Benedict has also provided a counterweight to radical Islamism, criticizing its violent tendencies, as in his controversial Regensburg address in 2006, and generally working for the incorporation of rationality in Islamic teaching. “The important thing here is to remain in close contact with all the currents within Islam that are open to, and capable of, dialogue, so as to give a change of mentality to happen even where Islamism still couples a claim to truth with violence,” he said. His visit to Lebanon this year is expected to boost his engagement with Islam and reaffirm the Asia Minor roots of Christianity.
The Pope has likewise made credible gestures at engaging with the Catholic Church of the New World. His recent visit to Mexico, violent scene of last century’s secular battles, showed that Catholicism remains culturally entrenched in the world’s second largest Catholic country. His visit to communist Cuba may be seen as an effort by the Church to engage with Marxist modernity, and nothing could be more emblematic of this historically tortuous rendezvous than his meeting with former Cuban leader Fidel Castro, who asked him for copies of his theological books. He will next go to Brazil for World Youth Day 2012 in order to make his presence felt in the world’s largest Catholic country.
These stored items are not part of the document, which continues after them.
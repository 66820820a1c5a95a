use thiserror::Error;

pub type Result<T> = std::result::Result<T, VectorStoreError>;

/// *VectorStoreError* (spec.md §7): any adapter operation failure. Carries
/// the underlying cause as a string rather than a boxed `dyn Error` so it
/// stays `Send + Sync + 'static` across the async boundary without extra
/// bounds gymnastics.
#[derive(Error, Debug)]
pub enum VectorStoreError {
    #[error("collection {0:?} already exists")]
    CollectionExists(String),

    #[error("collection {0:?} does not exist")]
    CollectionMissing(String),

    #[error("transport error talking to vector store: {0}")]
    Transport(String),

    #[error("vector store returned an unexpected response: {0}")]
    Protocol(String),

    #[error("insert batch partially failed: {0}")]
    PartialInsert(String),
}

impl VectorStoreError {
    #[must_use]
    pub fn transport(cause: impl std::fmt::Display) -> Self {
        Self::Transport(cause.to_string())
    }
}
use eidetic_embedding::{EmbeddingCache, HttpEmbeddingProvider};
use eidetic_indexer::{registry_path, ProjectRegistry, StateMap, TreeMutexMap};
use eidetic_indexer::{collection_name, normalize_path, Indexer};
use eidetic_search::HybridSearcher;
use eidetic_vectorstore::{HttpVectorStore, VectorStore};
use std::path::PathBuf;
use std::sync::Arc;

use crate::config::AppConfig;

/// Every collaborator a tool handler needs, constructed once at startup and
/// shared (behind `Arc`) across concurrent RPC requests (spec.md §5: "the
/// RPC handler accepts concurrent requests; each request that mutates a
/// tree passes through the per-tree mutex").
pub struct AppState {
    pub data_root: PathBuf,
    pub store: Arc<dyn VectorStore>,
    pub embeddings: Arc<EmbeddingCache>,
    pub indexer: Arc<Indexer>,
    pub searcher: Arc<HybridSearcher>,
    pub registry: Arc<ProjectRegistry>,
    pub states: Arc<StateMap>,
}

impl AppState {
    pub async fn build(config: AppConfig) -> anyhow::Result<Self> {
        std::fs::create_dir_all(&config.data_root)?;

        let provider = HttpEmbeddingProvider::new(config.embedding);
        let embeddings = Arc::new(EmbeddingCache::new(Box::new(provider), config.data_root.join("cache/embeddings")));
        embeddings.initialize().await?;

        let store: Arc<dyn VectorStore> = Arc::new(HttpVectorStore::new(config.vector_store));
        let mutexes = Arc::new(TreeMutexMap::new());
        let states = Arc::new(StateMap::new());
        let registry = Arc::new(ProjectRegistry::load(registry_path(&config.data_root)));

        let mut indexer = Indexer::new(store.clone(), embeddings.clone(), config.data_root.clone(), mutexes, states.clone());
        if let Some(concurrency) = config.indexing_concurrency {
            indexer = indexer.with_concurrency(concurrency);
        }
        if let Some(batch_size) = config.embedding_batch_size {
            indexer = indexer.with_embedding_batch_size(batch_size);
        }
        let indexer = Arc::new(indexer);

        let searcher = Arc::new(HybridSearcher::new(store.clone(), embeddings.clone()));

        let state = Self {
            data_root: config.data_root,
            store,
            embeddings,
            indexer,
            searcher,
            registry,
            states,
        };
        state.hydrate_states().await;
        Ok(state)
    }

    /// Reconstructs a best-effort `RunState` view at startup (spec.md §4.7
    /// "Hydration scans the registry ... marks state indexed (unknown
    /// timestamp)").
    async fn hydrate_states(&self) {
        let projects = self.registry.list_projects();
        self.states.hydrate(&projects, |path| collection_name(&normalize_path(path)), self.store.as_ref()).await;
    }
}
Thus has the Pope fostered the catholicity of the Catholic communion. On Oct. 21 he will canonize Pedro Calungsod of the Philippines and Kateri Takakwitha, a Mohawk and the first Native American to be raised to the altar. All of this, of course, will not sugarcoat the problems facing Benedict and the Church. But like Saint Paul, this Pope is not one to shirk from “the good fight.” His long-time secretary, Msgr. Georg Gaenswein, describes him as “a man of great courage” who “doesn’t fear delicate questions or confrontations for the good of the Church and faithful.”